The Holy See’s enforcer of orthodoxy issued a super stern warning to the Leadership Conference of Women Religious, whom the Vatican has had on a shorter leash for several years, but not to much avail. Our own David Gibson writes that Archbishop Gerhard L. Mueller, prefect of the Congregation for the Doctrine of the Faith, had some surprisingly tough words for the sisters that added up to: remember who decides that you’re part of this church. 

Catholics, going up

The Catholic Herald reports that the number of 1. Catholics 2. priests 3. permanent deacons and religious men, all increased in 2012, according to Vatican statistics. The global Catholic population: 1.2 billion. Still decreasing: women in religious orders. Decreasing for the first time globally in recent years: candidates for the priesthood. Here are some more numbers to crunch on. 
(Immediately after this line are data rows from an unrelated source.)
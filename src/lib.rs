#![doc(html_root_url = "https://docs.rs/tanklink/latest")]
//! Public API for the `tanklink` library.
//!
//! Wireless RV gateways answer tank level queries with responses split
//! across several notifications. This crate validates each notification,
//! correlates fragments by query identifier, assembles completed responses,
//! and decodes them into [`DecodedReading`]s.
//!
//! Hosts normally drive a [`TankQueryDecoder`] per connection, or a
//! [`DecoderRegistry`] when several connections are bridged at once. The
//! lower layers ([`Envelope`], [`ResponseCorrelator`], [`assemble`], and
//! [`DecodePipeline`]) are public for hosts that need to compose them
//! differently.
//!
//! The crate performs no I/O and installs no logger. Diagnostics go through
//! the `log` and `tracing` facades, and counters through `metrics` when the
//! `metrics` feature is enabled.

pub mod assembler;
pub mod byte_order;
pub mod config;
pub mod correlator;
pub mod decode;
pub mod decoder;
pub mod envelope;
pub mod metrics;
pub mod session;

pub use assembler::{AssembledPayload, assemble};
pub use config::{ConfigError, DecoderConfig};
pub use correlator::{CorrelationError, CorrelatorConfig, PendingAssembly, ResponseCorrelator};
pub use decode::{DecodeError, DecodePipeline, DecodedReading, TankDecodePipeline};
pub use decoder::TankQueryDecoder;
pub use envelope::{Envelope, EnvelopeRejection, QueryId, ResponseType};
pub use metrics::{
    ASSEMBLIES_COMPLETED,
    ASSEMBLIES_DISCARDED,
    DECODE_FAILURES,
    FRAMES_TOTAL,
    PENDING_ASSEMBLIES,
    READINGS_TOTAL,
};
pub use session::{ConnectionId, DecoderRegistry};
//! Metric helpers for `tanklink`.
//!
//! This module defines metric names and simple helper functions
//! wrapping the [`metrics`](https://docs.rs/metrics) crate. Without the
//! `metrics` feature every helper compiles to nothing.

#[cfg(feature = "metrics")]
use metrics::{counter, gauge};

/// Name of the counter tracking inbound notifications by outcome.
pub const FRAMES_TOTAL: &str = "tanklink_frames_total";
/// Name of the gauge tracking assemblies that are still collecting.
pub const PENDING_ASSEMBLIES: &str = "tanklink_pending_assemblies";
/// Name of the counter tracking responses that reached their terminal frame.
pub const ASSEMBLIES_COMPLETED: &str = "tanklink_assemblies_completed_total";
/// Name of the counter tracking assemblies dropped before completion.
pub const ASSEMBLIES_DISCARDED: &str = "tanklink_assemblies_discarded_total";
/// Name of the counter tracking completed responses that failed to decode.
pub const DECODE_FAILURES: &str = "tanklink_decode_failures_total";
/// Name of the counter tracking readings produced.
pub const READINGS_TOTAL: &str = "tanklink_readings_total";

/// What happened to an inbound notification at the envelope boundary.
#[derive(Clone, Copy, Debug)]
pub enum FrameOutcome {
    /// The notification was a tank query response.
    Accepted,
    /// The notification was not relevant and was dropped.
    Rejected,
}

impl FrameOutcome {
    #[cfg_attr(not(feature = "metrics"), allow(dead_code))]
    fn as_str(self) -> &'static str {
        match self {
            FrameOutcome::Accepted => "accepted",
            FrameOutcome::Rejected => "rejected",
        }
    }
}

/// Why an assembly was dropped before its terminal frame.
#[derive(Clone, Copy, Debug)]
pub enum DiscardReason {
    /// No fragment arrived within the inactivity window.
    Expired,
    /// The assembly outgrew the payload cap.
    TooLarge,
}

impl DiscardReason {
    #[cfg_attr(not(feature = "metrics"), allow(dead_code))]
    fn as_str(self) -> &'static str {
        match self {
            DiscardReason::Expired => "expired",
            DiscardReason::TooLarge => "too_large",
        }
    }
}

/// Record an inbound notification with its envelope outcome.
pub fn inc_frames(outcome: FrameOutcome) {
    #[cfg(feature = "metrics")]
    counter!(FRAMES_TOTAL, "outcome" => outcome.as_str()).increment(1);
    #[cfg(not(feature = "metrics"))]
    let _ = outcome;
}

/// Increment the pending assemblies gauge.
pub fn inc_pending_assemblies() {
    #[cfg(feature = "metrics")]
    gauge!(PENDING_ASSEMBLIES).increment(1.0);
}

/// Decrement the pending assemblies gauge by `count`.
#[cfg_attr(
    feature = "metrics",
    expect(
        clippy::cast_precision_loss,
        reason = "at most ten assemblies per session are ever pending"
    )
)]
pub fn dec_pending_assemblies(count: usize) {
    if count == 0 {
        return;
    }
    #[cfg(feature = "metrics")]
    gauge!(PENDING_ASSEMBLIES).decrement(count as f64);
}

/// Record a response that reached its terminal frame.
pub fn inc_assemblies_completed() {
    #[cfg(feature = "metrics")]
    counter!(ASSEMBLIES_COMPLETED).increment(1);
}

/// Record an assembly dropped before completion.
pub fn inc_assemblies_discarded(reason: DiscardReason) {
    #[cfg(feature = "metrics")]
    counter!(ASSEMBLIES_DISCARDED, "reason" => reason.as_str()).increment(1);
    #[cfg(not(feature = "metrics"))]
    let _ = reason;
}

/// Record a completed response that failed to decode.
pub fn inc_decode_failures() {
    #[cfg(feature = "metrics")]
    counter!(DECODE_FAILURES).increment(1);
}

/// Record a decoded reading.
pub fn inc_readings() {
    #[cfg(feature = "metrics")]
    counter!(READINGS_TOTAL).increment(1);
}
Sex abuse victims to Vatican: You could face a flood of new lawsuits

If the U.N. finds that that the Roman Catholic Church has violated an international treaty against torture and inhuman treatment, the Vatican may find itself the defendant in a torrent of suits from those abused by clergy. The Center for Constitutional Rights, on behalf of the Survivors Network of those Abused by Priests, noted Monday that there is no statute of limitations on torture in many of the 155 countries that have endorsed or ratified the U.N. Convention against Torture. That would include the U.S.

Abducted Nigerian girls forced to convert, marry

A Boko Haram leader has taken responsibility for the kidnapping of more than 200 teenage girls abducted from a Nigerian school two weeks ago. An Islamic scholar acting as an intermediary between Boko Haram and the Nigerian government said the militant Islamist group has converted the Christians among the girls and is selling them into marriage.  Boko Haram leader Abubakar Shekau, in a statement, said the girls should not have been in school, but wed. He continued:

God instructed me to sell them, they are his properties and I will carry out his instructions.
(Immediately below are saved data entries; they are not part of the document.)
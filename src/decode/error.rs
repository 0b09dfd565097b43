//! Errors raised while decoding an assembled response.

use thiserror::Error;

use super::cobs::CobsError;
use crate::envelope::QueryId;

/// Reasons a completed response produced no reading.
#[derive(Clone, Debug, Error, PartialEq, Eq)]
pub enum DecodeError {
    /// The byte-stuffed stream was malformed.
    #[error("framing error: {0}")]
    Framing(#[from] CobsError),
    /// A message's trailing checksum did not match its contents.
    #[error("crc mismatch: expected {expected:#04x}, found {found:#04x}")]
    CrcMismatch {
        /// Checksum computed over the message.
        expected: u8,
        /// Checksum carried by the message.
        found: u8,
    },
    /// The payload carried no message data.
    #[error("payload carried no message")]
    Empty,
    /// A message was not a device command response.
    #[error("message is event {0:#04x}, not a command response")]
    NotCommandResponse(u8),
    /// A command response answered a different query.
    #[error("command {command_id:#06x} does not answer query {query_id}")]
    ForeignCommand {
        /// Query the response was correlated under.
        query_id: QueryId,
        /// Command identifier the message carried.
        command_id: u16,
    },
    /// The gateway reported the command as failed.
    #[error("command {command_id:#06x} failed with response type {response_type:#04x}")]
    CommandFailed {
        /// Command identifier the message carried.
        command_id: u16,
        /// Response type of the failing message.
        response_type: u8,
    },
    /// The last message did not close the exchange.
    #[error("response ended without a completed message")]
    Incomplete,
    /// The ciphertext is not a whole number of cipher blocks.
    #[error("ciphertext of {len} bytes is not a multiple of the block size")]
    Misaligned {
        /// Ciphertext length in bytes.
        len: usize,
    },
    /// A record is shorter than its layout requires.
    #[error("record too short: {len} bytes")]
    TooShort {
        /// Record length in bytes.
        len: usize,
    },
    /// The data names an event other than a tank status.
    #[error("unexpected event type {0:#04x}")]
    UnknownEvent(u8),
}
//! Property tests for envelope rejection.
//!
//! Frames that fail header validation must never reach the correlator, no
//! matter how often they are resubmitted.

use proptest::prelude::*;
use tanklink::{CorrelatorConfig, Envelope, QueryId, TankQueryDecoder};
use tanklink_testing::{FixedReading, continuation_frame};

/// Frames with at least one invalid header byte.
fn malformed_frame() -> impl Strategy<Value = Vec<u8>> {
    prop_oneof![
        proptest::collection::vec(any::<u8>(), 0..4),
        (1_u8.., proptest::collection::vec(any::<u8>(), 3..12)).prop_map(|(marker, mut rest)| {
            rest.insert(0, marker);
            rest
        }),
        (any::<u8>(), any::<u8>().prop_filter("not a query response", |b| *b != 0x02))
            .prop_map(|(response_type, marker)| vec![0x00, response_type, marker, 0xE0, 0x11]),
        (any::<u8>(), any::<u8>().prop_filter("not E0-E9", |b| !(0xE0..=0xE9).contains(b)))
            .prop_map(|(response_type, id)| vec![0x00, response_type, 0x02, id, 0x11]),
    ]
}

proptest! {
    #[test]
    fn malformed_frames_never_touch_state(
        frame in malformed_frame(),
        repeats in 1_usize..4,
    ) {
        prop_assert!(Envelope::parse(&frame).is_err());

        let mut decoder = TankQueryDecoder::new(CorrelatorConfig::default(), FixedReading::level(9));
        decoder.process_notification(&continuation_frame(QueryId::E3, b"held"));
        for _ in 0..repeats {
            prop_assert!(decoder.process_notification(&frame).is_none());
        }

        prop_assert_eq!(decoder.pending_count(), 1);
        prop_assert_eq!(decoder.correlator().pending_fragments(QueryId::E3), Some(1));
        prop_assert_eq!(decoder.correlator().total_buffered_bytes(), 6);
    }

    #[test]
    fn valid_headers_always_parse(
        response_type in any::<u8>(),
        index in 0_u8..10,
        body in proptest::collection::vec(any::<u8>(), 0..32),
    ) {
        let mut frame = vec![0x00, response_type, 0x02, 0xE0 | index];
        frame.extend_from_slice(&body);

        let envelope = Envelope::parse(&frame).expect("valid header");
        prop_assert_eq!(envelope.query_id().index(), index);
        prop_assert_eq!(envelope.is_terminal(), response_type == 0x0A);
        prop_assert_eq!(envelope.body(), &frame[2..]);
    }
}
Eighth graders in California asked to consider Holocaust as ‘propoganda’

The Rialto school district is now revising a language arts assignment that asked the middle schoolers to write an essay considering the premise that the Holocaust was not an “actual event” but a “propaganda tool that was used for political and monetary gain.” They were instructed to use a Holocaust-denying website that asserted: “With all this money at stake for Israel, it is easy to comprehend why this Holocaust hoax is so secretly guarded.” District officials have said in future the Holocaust will be taught in a “sensitive” way.

Hard-to-believe Holocaust analogizing

A Tennessee lawmaker wrote that Democrats bragging about Americans signing up for the Affordable Care Act is like the Nazis bragging about signing Jews up for “train rides” during the 1940s. State Sen. Stacey Campfield has apologized since he made the comparison his “Thought of the Day” in his blog Monday.

Muslim college wrestler can keep his beard and compete

Muhamed McBryde is 17, a practicing Muslim and a member of the University of Buffalo wrestling team. But NCAA rules say you have to be clean shaven to compete. McBryde’s religious convictions say otherwise. So he sat on the bench nearly a whole season until the NCAA – thanks in part to his father’s persistence – granted the teenager a waiver. Said Mustafa McBryde, a former collegiate wrestler:


We were just looking for reasonable accommodations for a practicing Muslim . . . A lot of Muslims, we just bend to these sorts of things, primarily because we’re not aware of our rights.

Bonus tracks

A surge in violence targets Hindus and other religious minorities in Pakistan.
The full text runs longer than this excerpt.